_EXERCISE GOAL_.
Across the following data, state how many lines include the word "AppError". Provide the number alone.

□ □ □ □ □

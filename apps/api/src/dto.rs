mod access;
mod catalogue;
mod common;
mod roles;

pub use access::{
    AclChangeRequest, AclMutationResponse, AclResponse, ConditionResponse, ExplainRequest,
    ExplainResponse, InheritedPermissionsResponse, RestrictRequest, RestrictResponse,
};
pub use catalogue::{ModelResponse, PermissionResponse};
pub use common::{HealthResponse, ObjectRefDto};
pub use roles::{
    AuditLogEntryResponse, CreateRoleRequest, GroupMemberRequest, RoleGroupRequest,
    RolePermissionRequest, RoleResponse,
};
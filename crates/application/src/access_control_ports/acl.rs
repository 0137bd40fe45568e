use std::collections::HashSet;

use async_trait::async_trait;

use custodia_core::AppResult;
use custodia_domain::{AccessControlList, ObjectRef, PermissionId, RoleId};

use crate::AclMutation;

/// Repository port for object-level access control entries.
///
/// Mutations are incremental: each one touches a single permission of a
/// single (target, role) entry and must be atomic, so concurrent grants and
/// revokes on the same entry never overwrite each other.
#[async_trait]
pub trait AccessControlListRepository: Send + Sync {
    /// Finds the entry for a target and role.
    async fn find_acl(
        &self,
        target: &ObjectRef,
        role_id: RoleId,
    ) -> AppResult<Option<AccessControlList>>;

    /// Adds one permission, creating the entry when the pair has none.
    ///
    /// Reports `Created`, `Edited` or `Unchanged` together with the entry as
    /// stored after the write.
    async fn add_permission(
        &self,
        target: &ObjectRef,
        role_id: RoleId,
        permission: &PermissionId,
    ) -> AppResult<AclMutation>;

    /// Removes one permission and drops the entry once it holds none.
    ///
    /// Reports `Edited`, `Deleted` or `Unchanged`.
    async fn remove_permission(
        &self,
        target: &ObjectRef,
        role_id: RoleId,
        permission: &PermissionId,
    ) -> AppResult<AclMutation>;

    /// Deletes every entry held by a role.
    async fn delete_acls_for_role(&self, role_id: RoleId) -> AppResult<u64>;

    /// Lists every entry attached to one object.
    async fn list_acls_for_object(&self, target: &ObjectRef) -> AppResult<Vec<AccessControlList>>;

    /// Lists the objects on which any of the roles holds the permission.
    async fn list_granted_objects(
        &self,
        role_ids: &[RoleId],
        permission: &PermissionId,
    ) -> AppResult<HashSet<ObjectRef>>;
}
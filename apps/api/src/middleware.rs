use axum::extract::{Request, State};
use axum::middleware::Next;
use axum::response::Response;
use custodia_core::{AppError, UserIdentity};

use crate::api_config::IdentityConfig;
use crate::error::ApiResult;
use crate::state::AppState;

/// Resolves the request identity from the subject header set by the
/// authenticating proxy.
pub async fn require_subject(
    State(state): State<AppState>,
    mut request: Request,
    next: Next,
) -> ApiResult<Response> {
    let subject = request
        .headers()
        .get(state.identity.subject_header.as_str())
        .and_then(|value| value.to_str().ok())
        .map(str::trim)
        .filter(|value| !value.is_empty())
        .ok_or_else(|| AppError::Unauthorized("authentication required".to_owned()))?
        .to_owned();

    let identity = identity_for(&state.identity, subject);
    request.extensions_mut().insert(identity);
    Ok(next.run(request).await)
}

pub fn identity_for(config: &IdentityConfig, subject: String) -> UserIdentity {
    let is_superuser = config.superuser_subjects.contains(&subject);
    let is_staff = config.staff_subjects.contains(&subject);

    UserIdentity::new(subject.clone(), subject)
        .with_superuser(is_superuser)
        .with_staff(is_staff)
}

□ □ □ □ □

_ANSWER BOX_.
2